Amy Nelson has always loved interacting with kids. “It’s in my DNA,” she said in her office on a recent Friday, just six days after she began as director of JCC MetroWest’s preschool.
“I remember even when I was a kid I would watch another child, and I remember having an in-depth conversation with my mom about what that kid was doing and why and how we could help the kid do something differently.”
In a classroom at the school — housed in the Sharon and Stephen Seiden Early Childhood Center at the Leon and Toby Cooperman JCC in West Orange — she sat right down on the floor with a group of preschoolers, joining in as they traced their shoes for a project. She offered her own feet and a couple of boys had to switch to larger paper. “Apparently I have very big feet,” she laughed as they drew.
Nelson’s philosophy is letting children do their own learning. “I believe firmly that children learn from their environment, and by environment, I mean the materials in their environment. They could be outside or inside, but it includes the grown-up and the peers in their environment,” she said.
“You can’t give children information. But you can set the stage to give children the materials they need. The beautiful thing is that they will. They are wired to figure things out.”
Nelson uses the term “developmental interaction,” the name used when she was still an undergraduate at Brandeis University working in the Lemberg Children’s Center, an early childhood program on the campus in Waltham, Mass. But it’s not so different from Reggio Emilia, or parts of the JCCs Association curriculum known as Sheva.
That philosophy is one of the many things that helped Nelson stand out from the other candidates, according to Alan Feldman, director of JCC MetroWest, a beneficiary agency of Jewish Federation of Greater MetroWest NJ. “Amy has a clear understanding and approach to working with children and educating children, and she’s a great fit for our Jewish early childhood program,” he said.
The early childhood program she is now heading, said Nelson, offers a “learning through playing” setting for toddlers (age one by July 1) through kindergartners. It is “designed to create a solid foundation for children by addressing their social, cognitive, emotional, physical, and spiritual needs,” she said. About 240 children, ages one-six, are currently enrolled in programs that range from a full-time, year-round option, to part-time preschool options meeting a few days in the mornings or afternoons, depending on the child’s age. There is also a summer camp program that includes swimming and outdoor activities along with themed days, like animal day, pajama day, and barbecue day, and field days for the oldest children.
Nelson has had more than a decade of experience in Jewish preschools, including 10 years as director of the nursery school at Temple Beth El in Closter and the last two at the Bergen County Y/JCC. Even more than that, said Feldman, she has deep ties to the Jewish community. She is a past president of the Orangetown Jewish Center in Orangeburg, NY, and she has two grown children who have made aliya and are serving as “lone soldiers” in the Israel Defense Forces.

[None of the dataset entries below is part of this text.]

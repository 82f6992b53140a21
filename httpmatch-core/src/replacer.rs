// Copyright 2024 Wladimir Palant
//
// Licensed under the Apache License, Version 2.0 (the "License");
// you may not use this file except in compliance with the License.
// You may obtain a copy of the License at
//
// http://www.apache.org/licenses/LICENSE-2.0
//
// Unless required by applicable law or agreed to in writing, software
// distributed under the License is distributed on an "AS IS" BASIS,
// WITHOUT WARRANTIES OR CONDITIONS OF ANY KIND, either express or implied.
// See the License for the specific language governing permissions and
// limitations under the License.

//! The `{namespace.key}` placeholder expansion facility. A `Replacer` is a per-request instance
//! holding a stack of value providers plus a writable override map; `crate::context::install`
//! assembles the default provider stack (env, request, vars, regex, system) documented in the
//! configuration schema.

use crate::error::MatchError;
use crate::vars::VarsStore;
use httpmatch_utils::RequestContext;
use std::collections::HashMap;
use std::fmt;
use std::sync::{Arc, Mutex};

/// Maximum number of times an expanded value is re-scanned for further `{...}` occurrences.
const MAX_EXPANSION_DEPTH: usize = 8;

/// A source of placeholder values consulted by a [`Replacer`] when a key is not present in its
/// override map.
pub trait Provider: Send + Sync + fmt::Debug {
    /// Looks up `key`, returning `None` if this provider does not recognize it.
    fn lookup(&self, key: &str) -> Option<String>;
}

/// `env.<NAME>` -> the process environment variable `NAME`.
#[derive(Debug, Clone, Copy, Default)]
pub struct EnvProvider;

impl Provider for EnvProvider {
    fn lookup(&self, key: &str) -> Option<String> {
        let name = key.strip_prefix("env.")?;
        std::env::var(name).ok()
    }
}

/// `system.hostname`, `system.time`, `system.time_unix`.
#[derive(Debug, Clone, Copy, Default)]
pub struct SystemProvider;

impl Provider for SystemProvider {
    fn lookup(&self, key: &str) -> Option<String> {
        match key {
            "system.hostname" => std::env::var("HOSTNAME").ok().or_else(|| {
                std::fs::read_to_string("/etc/hostname")
                    .ok()
                    .map(|s| s.trim().to_owned())
            }),
            "system.time" => Some(httpdate::fmt_http_date(std::time::SystemTime::now())),
            "system.time_unix" => {
                let secs = std::time::SystemTime::now()
                    .duration_since(std::time::UNIX_EPOCH)
                    .map(|d| d.as_secs())
                    .unwrap_or(0);
                Some(secs.to_string())
            }
            _ => None,
        }
    }
}

/// An immutable snapshot of the fields of one request exposed under `http.request.*`. Taken once
/// when the request context is installed; request headers and the URI do not change over the
/// course of matching.
#[derive(Debug, Clone, Default)]
pub struct RequestSnapshot {
    method: String,
    scheme: String,
    host: String,
    hostport: String,
    port: String,
    uri: String,
    uri_path: String,
    uri_query: String,
    remote: String,
    remote_host: String,
    remote_port: String,
    headers: HashMap<String, Vec<String>>,
    cookies: HashMap<String, String>,
}

impl RequestSnapshot {
    /// Captures the fields of `ctx` that `http.request.*` placeholders resolve against.
    pub fn capture(ctx: &RequestContext) -> Self {
        let req = ctx.req_header();
        let uri = ctx.uri().clone();
        let hostport = ctx.host().map(|h| h.into_owned()).unwrap_or_default();
        let host = httpmatch_utils::host_without_port(&hostport).to_owned();
        let port = hostport
            .strip_prefix(&host)
            .and_then(|rest| rest.strip_prefix(':'))
            .unwrap_or("")
            .to_owned();
        let scheme = uri.scheme_str().unwrap_or("http").to_owned();

        let mut headers: HashMap<String, Vec<String>> = HashMap::new();
        for (name, value) in req.headers.iter() {
            if let Ok(value) = value.to_str() {
                headers
                    .entry(name.as_str().to_ascii_lowercase())
                    .or_default()
                    .push(value.to_owned());
            }
        }

        let mut cookies = HashMap::new();
        for value in req.headers.get_all(http::header::COOKIE).iter() {
            if let Ok(value) = value.to_str() {
                for pair in value.split(';') {
                    if let Some((k, v)) = pair.trim().split_once('=') {
                        cookies.insert(k.trim().to_owned(), v.trim().to_owned());
                    }
                }
            }
        }

        let (remote_host, remote_port) = match ctx.remote_addr() {
            Some(pingora::protocols::l4::socket::SocketAddr::Inet(addr)) => {
                (addr.ip().to_string(), addr.port().to_string())
            }
            Some(pingora::protocols::l4::socket::SocketAddr::Unix(addr)) => {
                (format!("{addr:?}"), String::new())
            }
            None => (String::new(), String::new()),
        };
        let remote = if remote_port.is_empty() {
            remote_host.clone()
        } else {
            format!("{remote_host}:{remote_port}")
        };

        Self {
            method: req.method.as_str().to_owned(),
            scheme,
            host,
            hostport,
            port,
            uri: uri.to_string(),
            uri_path: uri.path().to_owned(),
            uri_query: uri.query().unwrap_or("").to_owned(),
            remote,
            remote_host,
            remote_port,
            headers,
            cookies,
        }
    }
}

/// `http.request.*` provider, backed by a [`RequestSnapshot`].
#[derive(Debug, Clone)]
pub struct RequestProvider {
    snapshot: RequestSnapshot,
}

impl RequestProvider {
    /// Wraps a snapshot for placeholder lookup.
    pub fn new(snapshot: RequestSnapshot) -> Self {
        Self { snapshot }
    }
}

impl Provider for RequestProvider {
    fn lookup(&self, key: &str) -> Option<String> {
        let s = &self.snapshot;
        if let Some(name) = key.strip_prefix("http.request.header.") {
            return s
                .headers
                .get(&name.to_ascii_lowercase())
                .and_then(|values| values.first())
                .cloned();
        }
        if let Some(name) = key.strip_prefix("http.request.cookie.") {
            return s.cookies.get(name).cloned();
        }
        match key {
            "http.request.method" => Some(s.method.clone()),
            "http.request.scheme" => Some(s.scheme.clone()),
            "http.request.host" => Some(s.host.clone()),
            "http.request.hostport" => Some(s.hostport.clone()),
            "http.request.port" => Some(s.port.clone()),
            "http.request.uri" => Some(s.uri.clone()),
            "http.request.uri.path" => Some(s.uri_path.clone()),
            "http.request.uri.query" => Some(s.uri_query.clone()),
            "http.request.remote" => Some(s.remote.clone()),
            "http.request.remote.host" => Some(s.remote_host.clone()),
            "http.request.remote.port" => Some(s.remote_port.clone()),
            _ => None,
        }
    }
}

/// A shared, mutable handle to the request's [`VarsStore`], written by upstream handlers over
/// the course of matching and read back under `http.vars.*`.
pub type SharedVars = Arc<Mutex<VarsStore>>;

/// `http.vars.*` provider.
#[derive(Debug, Clone)]
pub struct VarsProvider {
    vars: SharedVars,
}

impl VarsProvider {
    /// Wraps a shared `VarsStore` handle for placeholder lookup.
    pub fn new(vars: SharedVars) -> Self {
        Self { vars }
    }
}

impl Provider for VarsProvider {
    fn lookup(&self, key: &str) -> Option<String> {
        let name = key.strip_prefix("http.vars.")?;
        self.vars.lock().unwrap().get_string(name)
    }
}

/// A shared, mutable table of the most recently published regex capture groups, keyed
/// `<Name>.<group>`, written by [`crate::matcher::regexp::publish_captures`] and read back under
/// `http.regexp.*`.
pub type SharedCaptures = Arc<Mutex<HashMap<String, String>>>;

/// `http.regexp.<Name>.*` provider.
#[derive(Debug, Clone)]
pub struct RegexProvider {
    captures: SharedCaptures,
}

impl RegexProvider {
    /// Wraps a shared capture table for placeholder lookup.
    pub fn new(captures: SharedCaptures) -> Self {
        Self { captures }
    }
}

impl Provider for RegexProvider {
    fn lookup(&self, key: &str) -> Option<String> {
        let name = key.strip_prefix("http.regexp.")?;
        self.captures.lock().unwrap().get(name).cloned()
    }
}

/// Per-request placeholder expansion facility. Holds a LIFO stack of [`Provider`]s plus a
/// writable override map; overrides win over every provider, and providers are consulted in the
/// reverse of the order they were pushed (the last-pushed provider is checked first).
#[derive(Debug, Default)]
pub struct Replacer {
    providers: Vec<Box<dyn Provider>>,
    overrides: HashMap<String, String>,
}

impl Replacer {
    /// Creates an empty instance with no providers and no overrides. Real per-request instances
    /// are assembled by `crate::context::install`, which pushes the documented default provider
    /// stack (env, request, vars, regex, system) in that order.
    pub fn new() -> Self {
        Self::default()
    }

    /// Writes an override for `key`, taking precedence over every provider.
    pub fn set(&mut self, key: impl Into<String>, value: impl Into<String>) {
        self.overrides.insert(key.into(), value.into());
    }

    /// Pushes a provider onto the lookup stack.
    pub fn push_provider<P: Provider + 'static>(&mut self, provider: P) {
        self.providers.push(Box::new(provider));
    }

    /// Looks up a single `{key}` placeholder's value: overrides first, then providers in LIFO
    /// order.
    pub fn get(&self, key: &str) -> Option<String> {
        if let Some(value) = self.overrides.get(key) {
            return Some(value.clone());
        }
        self.providers
            .iter()
            .rev()
            .find_map(|provider| provider.lookup(key))
    }

    /// Expands every `{key}` placeholder in `input`, substituting `empty` for any key that does
    /// not resolve. Never errors.
    pub fn replace_all(&self, input: &str, empty: &str) -> String {
        self.replace_with_depth(input, Some(empty), MAX_EXPANSION_DEPTH)
            .unwrap_or_else(|_| input.to_owned())
    }

    /// Expands every `{key}` placeholder in `input`, returning an error if any key does not
    /// resolve.
    pub fn replace_or_err(&self, input: &str) -> Result<String, MatchError> {
        self.replace_with_depth(input, None, MAX_EXPANSION_DEPTH)
    }

    fn replace_with_depth(
        &self,
        input: &str,
        empty: Option<&str>,
        depth: usize,
    ) -> Result<String, MatchError> {
        let expanded = self.expand_once(input, empty)?;
        if depth == 0 || !contains_unescaped_brace(&expanded) {
            return Ok(expanded);
        }
        self.replace_with_depth(&expanded, empty, depth - 1)
    }

    fn expand_once(&self, input: &str, empty: Option<&str>) -> Result<String, MatchError> {
        let bytes = input.as_bytes();
        let mut out = String::with_capacity(input.len());
        let mut i = 0;
        while i < bytes.len() {
            let b = bytes[i];
            if b == b'\\' && bytes.get(i + 1) == Some(&b'{') {
                out.push('{');
                i += 2;
                continue;
            }
            if b == b'\\' && bytes.get(i + 1) == Some(&b'}') {
                out.push('}');
                i += 2;
                continue;
            }
            if b == b'{' {
                if let Some(rel_end) = input[i + 1..].find('}') {
                    let key = &input[i + 1..i + 1 + rel_end];
                    match self.get(key) {
                        Some(value) => out.push_str(&value),
                        None => match empty {
                            Some(default) => out.push_str(default),
                            None => {
                                return Err(MatchError::UnresolvedPlaceholder(key.to_owned()))
                            }
                        },
                    }
                    i = i + 1 + rel_end + 1;
                    continue;
                }
            }
            let ch_len = utf8_char_len(b);
            out.push_str(&input[i..i + ch_len]);
            i += ch_len;
        }
        Ok(out)
    }
}

fn contains_unescaped_brace(input: &str) -> bool {
    let bytes = input.as_bytes();
    let mut i = 0;
    while i < bytes.len() {
        if bytes[i] == b'\\' && bytes.get(i + 1) == Some(&b'{') {
            i += 2;
            continue;
        }
        if bytes[i] == b'{' {
            return true;
        }
        i += 1;
    }
    false
}

fn utf8_char_len(first_byte: u8) -> usize {
    if first_byte & 0x80 == 0 {
        1
    } else if first_byte & 0xE0 == 0xC0 {
        2
    } else if first_byte & 0xF0 == 0xE0 {
        3
    } else {
        4
    }
}

#[cfg(test)]
mod tests {
    use super::*;

    #[test]
    fn override_beats_provider() {
        let mut replacer = Replacer::new();
        replacer.push_provider(EnvProvider);
        replacer.set("env.HOME", "/override");
        assert_eq!(replacer.get("env.HOME").as_deref(), Some("/override"));
    }

    #[test]
    fn replace_all_substitutes_default_for_unresolved() {
        let replacer = Replacer::new();
        let result = replacer.replace_all("hello {missing}!", "-");
        assert_eq!(result, "hello -!");
    }

    #[test]
    fn replace_or_err_fails_on_unresolved() {
        let replacer = Replacer::new();
        assert!(replacer.replace_or_err("{missing}").is_err());
    }

    #[test]
    fn escaped_brace_is_literal() {
        let replacer = Replacer::new();
        assert_eq!(replacer.replace_all(r"\{not a key\}", "-"), "{not a key}");
    }

    #[test]
    fn vars_provider_reads_live_store() {
        let vars: SharedVars = Arc::new(Mutex::new(VarsStore::new()));
        let mut replacer = Replacer::new();
        replacer.push_provider(VarsProvider::new(vars.clone()));

        assert_eq!(replacer.get("http.vars.user"), None);
        vars.lock().unwrap().set("user", "alice");
        assert_eq!(replacer.get("http.vars.user").as_deref(), Some("alice"));
    }

    #[test]
    fn regex_provider_reads_live_captures() {
        let captures: SharedCaptures = Arc::new(Mutex::new(HashMap::new()));
        let mut replacer = Replacer::new();
        replacer.push_provider(RegexProvider::new(captures.clone()));

        captures
            .lock()
            .unwrap()
            .insert("n.x".to_owned(), "bar".to_owned());
        assert_eq!(replacer.get("http.regexp.n.x").as_deref(), Some("bar"));
    }

    #[test]
    fn lifo_order_prefers_last_pushed_provider() {
        #[derive(Debug)]
        struct Fixed(&'static str);
        impl Provider for Fixed {
            fn lookup(&self, key: &str) -> Option<String> {
                (key == "k").then(|| self.0.to_owned())
            }
        }

        let mut replacer = Replacer::new();
        replacer.push_provider(Fixed("first"));
        replacer.push_provider(Fixed("second"));
        assert_eq!(replacer.get("k").as_deref(), Some("second"));
    }

    #[test]
    fn recursion_guard_bounds_rescans() {
        let mut replacer = Replacer::new();
        replacer.set("a", "{a}");
        // Would loop forever without the depth guard; must terminate.
        let result = replacer.replace_all("{a}", "-");
        assert_eq!(result, "{a}");
    }
}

“Several people in our community have relatives whose children have been in Amy’s programs and from the parental side have given her high praise,” Feldman said. “She’s solid and very thoughtful. She’s not someone who shoots from the hip. There’s always a reason for everything she does.”
Before even starting her job, Nelson moved from Closter to Montclair. “If I’m going to do this job the way it needs to be done, I knew I’d need to live close. I don’t do anything partway,” she said.
Nelson, whose official start date was May 1, succeeds interim director Grace Kaplan, a longtime educator and administrator at the preschool who served for about a year following the departure of previous director Michael Reisman.
Among Nelson’s first orders of business, she said, is to “form relationships — with staff, with parents, with children, with the administration, and with the more global Greater MetroWest Jewish community. Once we have positive relationships in place, the road forward will be clear.”
Because the school has had a variety of leaders in a short period of time, she said, the other important item on her agenda is to provide “a cohesive view of how we want to address early childhood here. We all need to share the same vision.”
Hers includes plenty of parenting advice, both one-on-one and in workshops. “I spend a lot of time counseling parents on parenting. It’s incredibly important for parents to have support. My door is always open.”
Nelson holds a master’s degree in early childhood education from the Bank Street College of Education and a law degree from Boston University.
“When I got out of college, I wasn’t sure how to make my love for children into a career and pay back my loans,” she said. She planned to work in children’s advocacy, but before she could practice, she married and had two children of her own. “I was so child-centered. There was no way I was going to be out of the home when I had my own children,” she said.
By the time she was ready to go back to work, she realized she wasn’t interested in the confrontation involved in lawyering. “I’m a lover, not a fighter,” she quipped. “The goal was to advocate for children, and I do that every day.”